### REQUIREMENT
Filter the entries, keeping every line with the string "unset".
── INFORMATION SUPPLIED
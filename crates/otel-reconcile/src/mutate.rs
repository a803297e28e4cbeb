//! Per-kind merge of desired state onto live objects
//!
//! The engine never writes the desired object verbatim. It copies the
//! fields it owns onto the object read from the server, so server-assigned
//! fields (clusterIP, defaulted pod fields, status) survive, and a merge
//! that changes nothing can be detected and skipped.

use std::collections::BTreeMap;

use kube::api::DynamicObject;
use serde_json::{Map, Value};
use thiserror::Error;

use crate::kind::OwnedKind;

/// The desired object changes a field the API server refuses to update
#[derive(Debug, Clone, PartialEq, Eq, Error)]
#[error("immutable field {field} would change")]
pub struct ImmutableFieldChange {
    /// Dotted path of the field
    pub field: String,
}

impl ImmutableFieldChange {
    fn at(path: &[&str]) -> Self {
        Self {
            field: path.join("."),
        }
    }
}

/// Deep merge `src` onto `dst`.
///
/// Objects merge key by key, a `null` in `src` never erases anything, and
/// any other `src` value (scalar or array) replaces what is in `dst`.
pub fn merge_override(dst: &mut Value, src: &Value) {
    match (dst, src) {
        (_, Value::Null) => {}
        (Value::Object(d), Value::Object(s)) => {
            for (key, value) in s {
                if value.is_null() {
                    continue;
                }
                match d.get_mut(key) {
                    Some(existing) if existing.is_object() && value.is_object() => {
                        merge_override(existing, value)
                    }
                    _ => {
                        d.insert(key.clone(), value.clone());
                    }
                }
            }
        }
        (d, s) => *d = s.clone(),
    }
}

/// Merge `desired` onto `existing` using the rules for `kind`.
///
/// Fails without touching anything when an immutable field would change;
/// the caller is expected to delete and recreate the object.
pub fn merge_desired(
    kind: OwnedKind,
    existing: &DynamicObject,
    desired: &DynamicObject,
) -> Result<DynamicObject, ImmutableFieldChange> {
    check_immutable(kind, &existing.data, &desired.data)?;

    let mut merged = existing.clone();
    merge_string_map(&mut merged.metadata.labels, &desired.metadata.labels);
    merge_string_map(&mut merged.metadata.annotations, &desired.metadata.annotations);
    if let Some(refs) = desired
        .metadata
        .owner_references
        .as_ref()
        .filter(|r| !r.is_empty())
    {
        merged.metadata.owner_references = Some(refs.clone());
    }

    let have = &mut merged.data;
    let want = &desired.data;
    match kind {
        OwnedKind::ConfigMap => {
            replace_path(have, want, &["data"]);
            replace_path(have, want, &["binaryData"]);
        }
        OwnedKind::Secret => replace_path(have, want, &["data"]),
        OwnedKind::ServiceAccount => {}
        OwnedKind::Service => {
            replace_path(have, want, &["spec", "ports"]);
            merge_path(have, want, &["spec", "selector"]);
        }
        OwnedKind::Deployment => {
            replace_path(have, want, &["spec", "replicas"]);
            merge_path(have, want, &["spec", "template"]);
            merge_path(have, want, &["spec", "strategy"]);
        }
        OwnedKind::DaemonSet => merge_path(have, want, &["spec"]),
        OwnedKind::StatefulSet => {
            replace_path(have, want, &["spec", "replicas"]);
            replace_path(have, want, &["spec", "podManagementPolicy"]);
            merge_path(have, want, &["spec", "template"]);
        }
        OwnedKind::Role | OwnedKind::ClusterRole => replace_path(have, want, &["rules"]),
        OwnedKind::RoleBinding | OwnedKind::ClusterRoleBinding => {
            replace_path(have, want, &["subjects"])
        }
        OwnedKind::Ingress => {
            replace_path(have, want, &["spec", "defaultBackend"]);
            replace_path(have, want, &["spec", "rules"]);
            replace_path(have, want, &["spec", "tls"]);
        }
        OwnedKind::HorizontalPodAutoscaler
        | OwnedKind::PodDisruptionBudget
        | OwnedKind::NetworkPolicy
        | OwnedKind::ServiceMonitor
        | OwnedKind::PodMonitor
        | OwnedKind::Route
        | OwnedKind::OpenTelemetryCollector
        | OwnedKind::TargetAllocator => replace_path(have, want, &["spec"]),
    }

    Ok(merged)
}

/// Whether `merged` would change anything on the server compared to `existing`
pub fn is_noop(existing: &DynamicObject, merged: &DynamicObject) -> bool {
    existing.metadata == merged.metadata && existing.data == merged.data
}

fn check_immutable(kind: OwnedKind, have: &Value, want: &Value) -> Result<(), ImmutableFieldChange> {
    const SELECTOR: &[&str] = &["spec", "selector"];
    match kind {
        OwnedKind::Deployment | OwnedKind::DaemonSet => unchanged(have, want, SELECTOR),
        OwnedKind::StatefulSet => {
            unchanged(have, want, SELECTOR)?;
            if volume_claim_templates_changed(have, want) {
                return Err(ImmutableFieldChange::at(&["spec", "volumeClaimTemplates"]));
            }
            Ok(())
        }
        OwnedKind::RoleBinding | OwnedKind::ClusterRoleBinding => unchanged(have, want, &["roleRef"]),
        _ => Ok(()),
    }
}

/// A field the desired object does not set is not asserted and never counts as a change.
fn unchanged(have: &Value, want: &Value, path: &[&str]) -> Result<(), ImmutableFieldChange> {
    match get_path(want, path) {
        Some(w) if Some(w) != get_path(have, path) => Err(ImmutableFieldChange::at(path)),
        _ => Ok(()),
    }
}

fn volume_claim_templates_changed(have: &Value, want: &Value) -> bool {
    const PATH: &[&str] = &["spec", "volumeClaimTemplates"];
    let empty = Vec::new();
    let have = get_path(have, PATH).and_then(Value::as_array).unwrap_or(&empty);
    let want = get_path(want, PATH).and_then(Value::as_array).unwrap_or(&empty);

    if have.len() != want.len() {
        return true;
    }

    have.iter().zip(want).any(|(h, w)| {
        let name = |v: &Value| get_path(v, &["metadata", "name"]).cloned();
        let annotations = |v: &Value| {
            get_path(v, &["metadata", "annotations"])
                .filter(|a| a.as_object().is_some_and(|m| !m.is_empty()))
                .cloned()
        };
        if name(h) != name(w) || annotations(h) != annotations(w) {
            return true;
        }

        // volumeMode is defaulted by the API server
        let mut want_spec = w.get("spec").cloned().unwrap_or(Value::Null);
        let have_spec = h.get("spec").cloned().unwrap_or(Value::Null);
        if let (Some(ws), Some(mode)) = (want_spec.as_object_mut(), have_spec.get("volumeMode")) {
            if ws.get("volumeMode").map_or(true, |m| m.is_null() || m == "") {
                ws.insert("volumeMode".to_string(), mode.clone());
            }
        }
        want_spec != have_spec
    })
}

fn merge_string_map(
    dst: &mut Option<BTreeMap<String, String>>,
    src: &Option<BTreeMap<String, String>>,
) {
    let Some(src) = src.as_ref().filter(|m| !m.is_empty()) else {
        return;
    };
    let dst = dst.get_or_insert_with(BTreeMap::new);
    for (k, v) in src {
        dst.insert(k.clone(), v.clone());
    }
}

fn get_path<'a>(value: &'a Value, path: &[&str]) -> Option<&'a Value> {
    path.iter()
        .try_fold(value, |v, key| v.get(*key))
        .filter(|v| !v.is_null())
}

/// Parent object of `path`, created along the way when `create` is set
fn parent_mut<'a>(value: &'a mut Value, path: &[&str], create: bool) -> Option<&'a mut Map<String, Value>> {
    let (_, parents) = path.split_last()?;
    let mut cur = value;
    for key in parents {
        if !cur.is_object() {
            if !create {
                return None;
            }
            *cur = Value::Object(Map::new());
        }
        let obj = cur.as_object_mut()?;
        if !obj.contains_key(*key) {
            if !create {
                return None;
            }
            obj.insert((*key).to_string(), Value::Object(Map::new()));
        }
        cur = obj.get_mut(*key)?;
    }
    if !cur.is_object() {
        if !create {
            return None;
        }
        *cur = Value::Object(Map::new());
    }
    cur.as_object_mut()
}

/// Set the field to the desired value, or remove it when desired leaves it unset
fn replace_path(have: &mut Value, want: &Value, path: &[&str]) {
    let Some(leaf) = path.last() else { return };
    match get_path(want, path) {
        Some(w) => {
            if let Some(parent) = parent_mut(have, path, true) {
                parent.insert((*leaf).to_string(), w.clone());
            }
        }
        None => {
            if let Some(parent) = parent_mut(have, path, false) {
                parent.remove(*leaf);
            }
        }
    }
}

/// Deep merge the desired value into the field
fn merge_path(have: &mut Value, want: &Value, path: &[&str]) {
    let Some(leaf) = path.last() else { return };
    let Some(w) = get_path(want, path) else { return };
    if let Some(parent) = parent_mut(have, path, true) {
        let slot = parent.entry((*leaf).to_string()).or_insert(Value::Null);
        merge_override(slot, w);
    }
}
────
── INFORMATION SUPPLIED
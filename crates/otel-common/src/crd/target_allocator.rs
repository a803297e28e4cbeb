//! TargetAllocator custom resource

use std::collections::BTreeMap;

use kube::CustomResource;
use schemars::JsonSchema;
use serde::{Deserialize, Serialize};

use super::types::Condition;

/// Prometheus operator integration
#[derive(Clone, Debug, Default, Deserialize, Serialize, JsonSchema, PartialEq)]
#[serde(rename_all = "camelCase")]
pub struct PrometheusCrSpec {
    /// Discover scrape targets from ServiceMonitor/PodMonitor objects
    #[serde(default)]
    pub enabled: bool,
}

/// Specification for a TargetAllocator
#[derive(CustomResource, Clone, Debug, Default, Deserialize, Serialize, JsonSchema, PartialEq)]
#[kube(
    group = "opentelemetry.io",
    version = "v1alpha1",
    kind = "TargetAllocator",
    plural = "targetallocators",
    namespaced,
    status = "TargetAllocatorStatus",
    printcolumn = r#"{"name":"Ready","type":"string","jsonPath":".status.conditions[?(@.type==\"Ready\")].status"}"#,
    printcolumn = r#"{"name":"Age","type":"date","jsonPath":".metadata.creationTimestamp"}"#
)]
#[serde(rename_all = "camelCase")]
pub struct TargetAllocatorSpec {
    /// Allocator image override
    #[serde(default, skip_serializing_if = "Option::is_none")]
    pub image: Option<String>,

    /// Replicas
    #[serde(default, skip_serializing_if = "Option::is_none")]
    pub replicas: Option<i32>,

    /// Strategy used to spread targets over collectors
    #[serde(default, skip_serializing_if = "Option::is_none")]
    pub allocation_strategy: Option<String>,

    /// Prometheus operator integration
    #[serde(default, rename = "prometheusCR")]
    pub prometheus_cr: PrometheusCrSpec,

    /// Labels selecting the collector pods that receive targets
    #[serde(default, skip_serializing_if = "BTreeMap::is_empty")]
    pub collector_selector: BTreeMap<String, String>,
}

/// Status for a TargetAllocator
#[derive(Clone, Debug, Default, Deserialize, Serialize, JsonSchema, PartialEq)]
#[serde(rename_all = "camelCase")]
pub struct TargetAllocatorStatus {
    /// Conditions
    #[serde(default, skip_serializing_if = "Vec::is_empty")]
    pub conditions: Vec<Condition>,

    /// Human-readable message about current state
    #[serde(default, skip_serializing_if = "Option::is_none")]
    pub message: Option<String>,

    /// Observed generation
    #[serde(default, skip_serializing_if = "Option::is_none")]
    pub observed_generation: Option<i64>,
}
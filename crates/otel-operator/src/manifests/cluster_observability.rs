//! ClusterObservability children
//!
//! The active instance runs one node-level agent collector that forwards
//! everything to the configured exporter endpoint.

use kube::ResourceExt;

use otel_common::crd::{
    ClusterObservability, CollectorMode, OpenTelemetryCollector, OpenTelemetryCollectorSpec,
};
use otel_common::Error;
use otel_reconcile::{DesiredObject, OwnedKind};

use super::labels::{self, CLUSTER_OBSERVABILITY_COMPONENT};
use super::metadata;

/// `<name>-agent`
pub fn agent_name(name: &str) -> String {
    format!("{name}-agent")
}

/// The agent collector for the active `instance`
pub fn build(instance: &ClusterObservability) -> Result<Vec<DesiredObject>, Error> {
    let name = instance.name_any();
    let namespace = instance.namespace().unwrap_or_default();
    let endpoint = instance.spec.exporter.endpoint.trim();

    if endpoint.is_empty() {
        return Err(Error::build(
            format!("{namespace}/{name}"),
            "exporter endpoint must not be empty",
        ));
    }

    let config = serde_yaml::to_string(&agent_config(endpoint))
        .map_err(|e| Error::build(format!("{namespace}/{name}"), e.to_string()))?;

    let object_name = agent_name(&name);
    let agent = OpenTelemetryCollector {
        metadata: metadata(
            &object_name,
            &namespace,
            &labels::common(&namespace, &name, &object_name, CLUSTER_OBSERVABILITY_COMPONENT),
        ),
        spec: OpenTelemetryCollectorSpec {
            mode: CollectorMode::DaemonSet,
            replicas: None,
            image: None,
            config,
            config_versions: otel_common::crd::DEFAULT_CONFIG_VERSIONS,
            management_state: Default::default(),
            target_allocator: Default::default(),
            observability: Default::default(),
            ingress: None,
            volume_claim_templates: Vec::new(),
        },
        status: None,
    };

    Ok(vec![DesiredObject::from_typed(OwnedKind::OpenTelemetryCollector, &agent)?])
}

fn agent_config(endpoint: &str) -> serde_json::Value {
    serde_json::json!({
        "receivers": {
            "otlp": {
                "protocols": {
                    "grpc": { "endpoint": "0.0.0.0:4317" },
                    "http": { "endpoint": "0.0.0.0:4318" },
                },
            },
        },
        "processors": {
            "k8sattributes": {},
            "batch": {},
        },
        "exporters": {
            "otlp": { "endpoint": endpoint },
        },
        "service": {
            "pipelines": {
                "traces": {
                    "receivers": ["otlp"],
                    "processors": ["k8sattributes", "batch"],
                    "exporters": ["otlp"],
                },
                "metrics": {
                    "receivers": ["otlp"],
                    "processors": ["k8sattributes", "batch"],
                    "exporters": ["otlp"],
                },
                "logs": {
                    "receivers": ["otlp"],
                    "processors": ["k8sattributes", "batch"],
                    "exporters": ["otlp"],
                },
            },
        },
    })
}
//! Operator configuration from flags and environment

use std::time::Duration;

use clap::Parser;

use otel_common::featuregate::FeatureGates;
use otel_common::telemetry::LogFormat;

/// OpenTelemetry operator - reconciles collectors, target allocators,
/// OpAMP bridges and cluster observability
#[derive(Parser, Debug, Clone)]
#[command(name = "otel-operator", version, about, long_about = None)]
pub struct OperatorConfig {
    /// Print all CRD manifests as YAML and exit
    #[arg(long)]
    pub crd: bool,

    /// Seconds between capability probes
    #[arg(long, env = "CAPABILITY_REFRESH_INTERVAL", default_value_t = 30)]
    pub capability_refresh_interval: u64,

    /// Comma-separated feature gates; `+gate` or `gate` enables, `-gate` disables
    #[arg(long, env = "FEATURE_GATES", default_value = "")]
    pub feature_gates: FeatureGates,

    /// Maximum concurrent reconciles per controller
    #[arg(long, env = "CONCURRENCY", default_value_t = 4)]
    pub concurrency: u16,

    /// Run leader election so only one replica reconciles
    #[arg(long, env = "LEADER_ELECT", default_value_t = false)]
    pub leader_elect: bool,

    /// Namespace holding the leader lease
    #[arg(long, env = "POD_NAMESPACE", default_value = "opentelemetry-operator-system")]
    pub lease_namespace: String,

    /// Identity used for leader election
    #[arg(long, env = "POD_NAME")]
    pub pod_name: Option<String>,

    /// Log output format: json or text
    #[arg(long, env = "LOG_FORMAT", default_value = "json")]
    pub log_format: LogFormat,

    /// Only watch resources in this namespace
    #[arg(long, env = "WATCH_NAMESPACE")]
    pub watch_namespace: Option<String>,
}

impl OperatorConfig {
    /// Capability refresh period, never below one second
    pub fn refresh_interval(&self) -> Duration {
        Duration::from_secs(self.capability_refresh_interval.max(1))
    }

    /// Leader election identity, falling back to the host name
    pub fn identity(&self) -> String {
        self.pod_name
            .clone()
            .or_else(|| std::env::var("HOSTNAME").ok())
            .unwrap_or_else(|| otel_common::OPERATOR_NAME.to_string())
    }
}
────
── INFORMATION SUPPLIED
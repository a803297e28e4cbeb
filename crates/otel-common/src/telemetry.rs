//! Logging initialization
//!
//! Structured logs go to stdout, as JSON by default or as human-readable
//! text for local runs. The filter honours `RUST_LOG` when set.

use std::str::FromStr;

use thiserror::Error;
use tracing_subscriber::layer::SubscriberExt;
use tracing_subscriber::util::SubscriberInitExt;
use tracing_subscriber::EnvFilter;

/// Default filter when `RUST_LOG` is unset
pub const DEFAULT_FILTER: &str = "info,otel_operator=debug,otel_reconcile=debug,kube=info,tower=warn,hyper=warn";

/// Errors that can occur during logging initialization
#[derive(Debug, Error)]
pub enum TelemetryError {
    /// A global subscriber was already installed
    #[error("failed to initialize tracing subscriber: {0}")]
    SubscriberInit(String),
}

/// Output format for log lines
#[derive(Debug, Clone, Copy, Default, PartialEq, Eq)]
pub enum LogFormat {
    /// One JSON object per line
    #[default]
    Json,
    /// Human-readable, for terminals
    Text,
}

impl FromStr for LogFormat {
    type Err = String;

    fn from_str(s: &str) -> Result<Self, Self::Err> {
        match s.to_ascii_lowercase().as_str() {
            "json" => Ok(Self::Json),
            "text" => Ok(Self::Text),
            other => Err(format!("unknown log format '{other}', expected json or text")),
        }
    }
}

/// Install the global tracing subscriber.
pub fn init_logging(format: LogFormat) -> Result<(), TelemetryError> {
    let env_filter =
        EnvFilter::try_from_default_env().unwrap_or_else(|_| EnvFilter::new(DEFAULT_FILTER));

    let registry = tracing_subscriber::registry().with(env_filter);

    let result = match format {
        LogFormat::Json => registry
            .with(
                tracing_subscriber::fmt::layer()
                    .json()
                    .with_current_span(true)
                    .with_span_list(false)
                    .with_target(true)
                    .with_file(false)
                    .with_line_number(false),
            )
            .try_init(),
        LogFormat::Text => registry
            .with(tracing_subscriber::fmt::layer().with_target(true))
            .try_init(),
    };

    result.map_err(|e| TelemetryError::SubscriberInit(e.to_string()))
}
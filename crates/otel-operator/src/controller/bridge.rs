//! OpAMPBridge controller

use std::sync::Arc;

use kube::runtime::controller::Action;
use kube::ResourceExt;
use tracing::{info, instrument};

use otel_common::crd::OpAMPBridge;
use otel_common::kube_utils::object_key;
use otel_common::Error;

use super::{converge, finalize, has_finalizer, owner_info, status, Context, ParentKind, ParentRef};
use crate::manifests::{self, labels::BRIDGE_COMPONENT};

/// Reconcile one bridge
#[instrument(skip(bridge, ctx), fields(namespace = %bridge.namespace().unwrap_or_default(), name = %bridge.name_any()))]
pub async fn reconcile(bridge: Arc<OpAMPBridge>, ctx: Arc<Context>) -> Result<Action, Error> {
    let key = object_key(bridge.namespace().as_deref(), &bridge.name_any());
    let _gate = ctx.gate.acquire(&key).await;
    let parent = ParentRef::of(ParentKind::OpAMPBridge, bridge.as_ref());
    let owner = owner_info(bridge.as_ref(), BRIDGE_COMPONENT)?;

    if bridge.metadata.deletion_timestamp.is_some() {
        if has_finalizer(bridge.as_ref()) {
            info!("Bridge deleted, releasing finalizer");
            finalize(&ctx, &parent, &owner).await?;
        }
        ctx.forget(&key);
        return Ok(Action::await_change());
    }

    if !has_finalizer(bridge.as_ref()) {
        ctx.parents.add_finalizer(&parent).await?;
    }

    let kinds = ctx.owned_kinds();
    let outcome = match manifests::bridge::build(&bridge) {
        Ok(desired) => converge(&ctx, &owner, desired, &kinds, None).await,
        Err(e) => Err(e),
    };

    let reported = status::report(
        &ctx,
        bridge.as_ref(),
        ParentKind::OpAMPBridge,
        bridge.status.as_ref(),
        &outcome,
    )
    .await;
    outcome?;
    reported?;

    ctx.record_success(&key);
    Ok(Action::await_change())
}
────
### ANSWER TO THIS TASK
/// Set the field to the desired value, or remove it when desired leaves it unset
/// Default filter when `RUST_LOG` is unset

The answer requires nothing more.